Provided material Block Start

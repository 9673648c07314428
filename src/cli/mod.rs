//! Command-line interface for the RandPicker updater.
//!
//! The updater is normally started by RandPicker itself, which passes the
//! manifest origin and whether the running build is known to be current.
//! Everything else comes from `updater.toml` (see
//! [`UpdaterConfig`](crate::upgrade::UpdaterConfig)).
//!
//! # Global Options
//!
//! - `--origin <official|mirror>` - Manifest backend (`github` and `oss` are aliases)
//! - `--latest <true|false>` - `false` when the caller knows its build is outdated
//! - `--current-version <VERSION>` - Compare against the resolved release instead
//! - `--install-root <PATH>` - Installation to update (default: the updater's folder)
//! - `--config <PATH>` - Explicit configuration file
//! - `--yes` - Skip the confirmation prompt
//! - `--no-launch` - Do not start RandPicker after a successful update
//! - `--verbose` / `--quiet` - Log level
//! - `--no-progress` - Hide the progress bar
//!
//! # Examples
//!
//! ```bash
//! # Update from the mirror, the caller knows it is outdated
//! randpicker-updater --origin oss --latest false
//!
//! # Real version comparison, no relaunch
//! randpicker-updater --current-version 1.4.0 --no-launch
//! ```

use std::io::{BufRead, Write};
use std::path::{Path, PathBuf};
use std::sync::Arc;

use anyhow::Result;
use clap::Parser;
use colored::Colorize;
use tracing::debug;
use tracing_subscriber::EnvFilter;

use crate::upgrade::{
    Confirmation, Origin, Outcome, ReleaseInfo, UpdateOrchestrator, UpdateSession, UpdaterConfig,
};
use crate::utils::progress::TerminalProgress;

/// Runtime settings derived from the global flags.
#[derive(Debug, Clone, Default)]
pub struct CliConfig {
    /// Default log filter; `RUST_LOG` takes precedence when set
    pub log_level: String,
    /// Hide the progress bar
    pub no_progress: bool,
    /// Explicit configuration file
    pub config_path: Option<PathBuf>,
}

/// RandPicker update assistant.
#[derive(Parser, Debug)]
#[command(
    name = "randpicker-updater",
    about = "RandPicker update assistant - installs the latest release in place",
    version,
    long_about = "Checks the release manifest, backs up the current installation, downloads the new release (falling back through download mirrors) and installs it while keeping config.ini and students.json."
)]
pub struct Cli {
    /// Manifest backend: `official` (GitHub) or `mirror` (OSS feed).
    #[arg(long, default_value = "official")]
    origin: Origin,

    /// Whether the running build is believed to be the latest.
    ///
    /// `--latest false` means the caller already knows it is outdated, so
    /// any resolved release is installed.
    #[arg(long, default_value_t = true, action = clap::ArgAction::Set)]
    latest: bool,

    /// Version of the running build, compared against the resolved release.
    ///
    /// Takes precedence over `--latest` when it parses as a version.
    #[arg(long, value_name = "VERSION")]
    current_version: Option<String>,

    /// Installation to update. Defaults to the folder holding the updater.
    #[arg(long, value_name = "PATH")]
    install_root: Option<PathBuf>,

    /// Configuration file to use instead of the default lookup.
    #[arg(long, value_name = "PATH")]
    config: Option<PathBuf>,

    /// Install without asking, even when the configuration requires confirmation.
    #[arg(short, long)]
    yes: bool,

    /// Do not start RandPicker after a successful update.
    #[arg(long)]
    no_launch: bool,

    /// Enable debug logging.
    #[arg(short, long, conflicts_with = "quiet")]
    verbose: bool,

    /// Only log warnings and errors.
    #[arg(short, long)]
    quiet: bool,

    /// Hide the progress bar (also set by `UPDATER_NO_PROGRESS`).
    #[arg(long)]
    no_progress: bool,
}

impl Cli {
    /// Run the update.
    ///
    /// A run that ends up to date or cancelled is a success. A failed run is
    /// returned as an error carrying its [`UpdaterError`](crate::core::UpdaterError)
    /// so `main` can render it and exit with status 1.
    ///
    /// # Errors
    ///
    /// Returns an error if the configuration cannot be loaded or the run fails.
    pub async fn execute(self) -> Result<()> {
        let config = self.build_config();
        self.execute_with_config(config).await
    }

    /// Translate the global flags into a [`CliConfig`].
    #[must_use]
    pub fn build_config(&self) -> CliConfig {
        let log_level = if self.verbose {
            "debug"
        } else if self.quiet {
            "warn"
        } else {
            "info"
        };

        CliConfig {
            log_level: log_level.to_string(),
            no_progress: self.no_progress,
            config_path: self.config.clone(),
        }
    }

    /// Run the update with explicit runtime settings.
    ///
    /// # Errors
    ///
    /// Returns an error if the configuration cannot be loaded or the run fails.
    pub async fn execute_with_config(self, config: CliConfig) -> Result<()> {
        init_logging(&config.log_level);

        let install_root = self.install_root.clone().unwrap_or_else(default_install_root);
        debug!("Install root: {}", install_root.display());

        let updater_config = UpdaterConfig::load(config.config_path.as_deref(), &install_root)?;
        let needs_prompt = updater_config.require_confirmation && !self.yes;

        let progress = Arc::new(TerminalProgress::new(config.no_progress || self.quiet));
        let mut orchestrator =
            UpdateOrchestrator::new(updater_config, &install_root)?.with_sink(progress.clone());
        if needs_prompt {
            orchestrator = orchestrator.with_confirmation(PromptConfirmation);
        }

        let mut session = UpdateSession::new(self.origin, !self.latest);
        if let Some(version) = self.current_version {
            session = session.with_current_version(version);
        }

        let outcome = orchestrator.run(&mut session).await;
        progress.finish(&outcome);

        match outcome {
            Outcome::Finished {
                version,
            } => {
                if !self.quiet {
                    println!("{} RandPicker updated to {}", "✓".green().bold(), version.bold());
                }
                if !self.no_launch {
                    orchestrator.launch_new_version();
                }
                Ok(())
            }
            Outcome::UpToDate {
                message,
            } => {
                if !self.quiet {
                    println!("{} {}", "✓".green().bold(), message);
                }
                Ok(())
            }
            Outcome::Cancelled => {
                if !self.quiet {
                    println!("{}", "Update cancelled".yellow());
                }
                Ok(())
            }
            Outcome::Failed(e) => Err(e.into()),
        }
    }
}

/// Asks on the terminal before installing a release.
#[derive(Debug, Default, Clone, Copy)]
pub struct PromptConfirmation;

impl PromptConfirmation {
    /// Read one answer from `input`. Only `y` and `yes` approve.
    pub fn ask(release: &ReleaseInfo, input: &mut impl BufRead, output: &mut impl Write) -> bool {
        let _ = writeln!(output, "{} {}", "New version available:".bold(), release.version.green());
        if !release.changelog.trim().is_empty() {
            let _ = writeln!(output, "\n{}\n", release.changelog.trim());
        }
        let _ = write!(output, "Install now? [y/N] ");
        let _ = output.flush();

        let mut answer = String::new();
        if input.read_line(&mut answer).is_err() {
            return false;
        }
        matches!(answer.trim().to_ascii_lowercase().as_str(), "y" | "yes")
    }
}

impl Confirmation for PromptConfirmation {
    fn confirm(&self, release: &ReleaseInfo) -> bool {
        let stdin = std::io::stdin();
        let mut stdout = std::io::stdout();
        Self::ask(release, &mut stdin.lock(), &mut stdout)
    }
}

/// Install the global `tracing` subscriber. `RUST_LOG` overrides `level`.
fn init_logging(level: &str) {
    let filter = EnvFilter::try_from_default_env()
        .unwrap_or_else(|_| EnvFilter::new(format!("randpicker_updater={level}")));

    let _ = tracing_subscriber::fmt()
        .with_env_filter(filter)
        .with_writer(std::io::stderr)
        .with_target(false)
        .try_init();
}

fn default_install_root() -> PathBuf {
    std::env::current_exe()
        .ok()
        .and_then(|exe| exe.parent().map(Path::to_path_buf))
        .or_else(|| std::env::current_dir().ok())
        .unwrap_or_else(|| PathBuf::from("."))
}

Provided material Block End

What you have to do:
Write all the records out again. Nothing may differ from the original.

Result for this exercise:
repository 9673648c07314428
filename src/cli/mod.rs
//! Command-line interface for the RandPicker updater.
//!
//! The updater is normally started by RandPicker itself, which passes the
//! manifest origin and whether the running build is known to be current.
//! Everything else comes from `updater.toml` (see
//! [`UpdaterConfig`](crate::upgrade::UpdaterConfig)).
//!
//! # Global Options
//!
//! - `--origin <official|mirror>` - Manifest backend (`github` and `oss` are aliases)
//! - `--latest <true|false>` - `false` when the caller knows its build is outdated
//! - `--current-version <VERSION>` - Compare against the resolved release instead
//! - `--install-root <PATH>` - Installation to update (default: the updater's folder)
//! - `--config <PATH>` - Explicit configuration file
//! - `--yes` - Skip the confirmation prompt
//! - `--no-launch` - Do not start RandPicker after a successful update
//! - `--verbose` / `--quiet` - Log level
//! - `--no-progress` - Hide the progress bar
//!
//! # Examples
//!
//! ```bash
//! # Update from the mirror, the caller knows it is outdated
//! randpicker-updater --origin oss --latest false
//!
//! # Real version comparison, no relaunch
//! randpicker-updater --current-version 1.4.0 --no-launch
//! ```

use std::io::{BufRead, Write};
use std::path::{Path, PathBuf};
use std::sync::Arc;

use anyhow::Result;
use clap::Parser;
use colored::Colorize;
use tracing::debug;
use tracing_subscriber::EnvFilter;

use crate::upgrade::{
    Confirmation, Origin, Outcome, ReleaseInfo, UpdateOrchestrator, UpdateSession, UpdaterConfig,
};
use crate::utils::progress::TerminalProgress;

/// Runtime settings derived from the global flags.
#[derive(Debug, Clone, Default)]
pub struct CliConfig {
    /// Default log filter; `RUST_LOG` takes precedence when set
    pub log_level: String,
    /// Hide the progress bar
    pub no_progress: bool,
    /// Explicit configuration file
    pub config_path: Option<PathBuf>,
}

/// RandPicker update assistant.
#[derive(Parser, Debug)]
#[command(
    name = "randpicker-updater",
    about = "RandPicker update assistant - installs the latest release in place",
    version,
    long_about = "Checks the release manifest, backs up the current installation, downloads the new release (falling back through download mirrors) and installs it while keeping config.ini and students.json."
)]
pub struct Cli {
    /// Manifest backend: `official` (GitHub) or `mirror` (OSS feed).
    #[arg(long, default_value = "official")]
    origin: Origin,

    /// Whether the running build is believed to be the latest.
    ///
    /// `--latest false` means the caller already knows it is outdated, so
    /// any resolved release is installed.
    #[arg(long, default_value_t = true, action = clap::ArgAction::Set)]
    latest: bool,

    /// Version of the running build, compared against the resolved release.
    ///
    /// Takes precedence over `--latest` when it parses as a version.
    #[arg(long, value_name = "VERSION")]
    current_version: Option<String>,

    /// Installation to update. Defaults to the folder holding the updater.
    #[arg(long, value_name = "PATH")]
    install_root: Option<PathBuf>,

    /// Configuration file to use instead of the default lookup.
    #[arg(long, value_name = "PATH")]
    config: Option<PathBuf>,

    /// Install without asking, even when the configuration requires confirmation.
    #[arg(short, long)]
    yes: bool,

    /// Do not start RandPicker after a successful update.
    #[arg(long)]
    no_launch: bool,

    /// Enable debug logging.
    #[arg(short, long, conflicts_with = "quiet")]
    verbose: bool,

    /// Only log warnings and errors.
    #[arg(short, long)]
    quiet: bool,

    /// Hide the progress bar (also set by `UPDATER_NO_PROGRESS`).
    #[arg(long)]
    no_progress: bool,
}

impl Cli {
    /// Run the update.
    ///
    /// A run that ends up to date or cancelled is a success. A failed run is
    /// returned as an error carrying its [`UpdaterError`](crate::core::UpdaterError)
    /// so `main` can render it and exit with status 1.
    ///
    /// # Errors
    ///
    /// Returns an error if the configuration cannot be loaded or the run fails.
    pub async fn execute(self) -> Result<()> {
        let config = self.build_config();
        self.execute_with_config(config).await
    }

    /// Translate the global flags into a [`CliConfig`].
    #[must_use]
    pub fn build_config(&self) -> CliConfig {
        let log_level = if self.verbose {
            "debug"
        } else if self.quiet {
            "warn"
        } else {
            "info"
        };

        CliConfig {
            log_level: log_level.to_string(),
            no_progress: self.no_progress,
            config_path: self.config.clone(),
        }
    }

    /// Run the update with explicit runtime settings.
    ///
    /// # Errors
    ///
    /// Returns an error if the configuration cannot be loaded or the run fails.
    pub async fn execute_with_config(self, config: CliConfig) -> Result<()> {
        init_logging(&config.log_level);

        let install_root = self.install_root.clone().unwrap_or_else(default_install_root);
        debug!("Install root: {}", install_root.display());

        let updater_config = UpdaterConfig::load(config.config_path.as_deref(), &install_root)?;
        let needs_prompt = updater_config.require_confirmation && !self.yes;

        let progress = Arc::new(TerminalProgress::new(config.no_progress || self.quiet));
        let mut orchestrator =
            UpdateOrchestrator::new(updater_config, &install_root)?.with_sink(progress.clone());
        if needs_prompt {
            orchestrator = orchestrator.with_confirmation(PromptConfirmation);
        }

        let mut session = UpdateSession::new(self.origin, !self.latest);
        if let Some(version) = self.current_version {
            session = session.with_current_version(version);
        }

        let outcome = orchestrator.run(&mut session).await;
        progress.finish(&outcome);

        match outcome {
            Outcome::Finished {
                version,
            } => {
                if !self.quiet {
                    println!("{} RandPicker updated to {}", "✓".green().bold(), version.bold());
                }
                if !self.no_launch {
                    orchestrator.launch_new_version();
                }
                Ok(())
            }
            Outcome::UpToDate {
                message,
            } => {
                if !self.quiet {
                    println!("{} {}", "✓".green().bold(), message);
                }
                Ok(())
            }
            Outcome::Cancelled => {
                if !self.quiet {
                    println!("{}", "Update cancelled".yellow());
                }
                Ok(())
            }
            Outcome::Failed(e) => Err(e.into()),
        }
    }
}

/// Asks on the terminal before installing a release.
#[derive(Debug, Default, Clone, Copy)]
pub struct PromptConfirmation;

impl PromptConfirmation {
    /// Read one answer from `input`. Only `y` and `yes` approve.
    pub fn ask(release: &ReleaseInfo, input: &mut impl BufRead, output: &mut impl Write) -> bool {
        let _ = writeln!(output, "{} {}", "New version available:".bold(), release.version.green());
        if !release.changelog.trim().is_empty() {
            let _ = writeln!(output, "\n{}\n", release.changelog.trim());
        }
        let _ = write!(output, "Install now? [y/N] ");
        let _ = output.flush();

        let mut answer = String::new();
        if input.read_line(&mut answer).is_err() {
            return false;
        }
        matches!(answer.trim().to_ascii_lowercase().as_str(), "y" | "yes")
    }
}

impl Confirmation for PromptConfirmation {
    fn confirm(&self, release: &ReleaseInfo) -> bool {
        let stdin = std::io::stdin();
        let mut stdout = std::io::stdout();
        Self::ask(release, &mut stdin.lock(), &mut stdout)
    }
}

/// Install the global `tracing` subscriber. `RUST_LOG` overrides `level`.
fn init_logging(level: &str) {
    let filter = EnvFilter::try_from_default_env()
        .unwrap_or_else(|_| EnvFilter::new(format!("randpicker_updater={level}")));

    let _ = tracing_subscriber::fmt()
        .with_env_filter(filter)
        .with_writer(std::io::stderr)
        .with_target(false)
        .try_init();
}

fn default_install_root() -> PathBuf {
    std::env::current_exe()
        .ok()
        .and_then(|exe| exe.parent().map(Path::to_path_buf))
        .or_else(|| std::env::current_dir().ok())
        .unwrap_or_else(|| PathBuf::from("."))
}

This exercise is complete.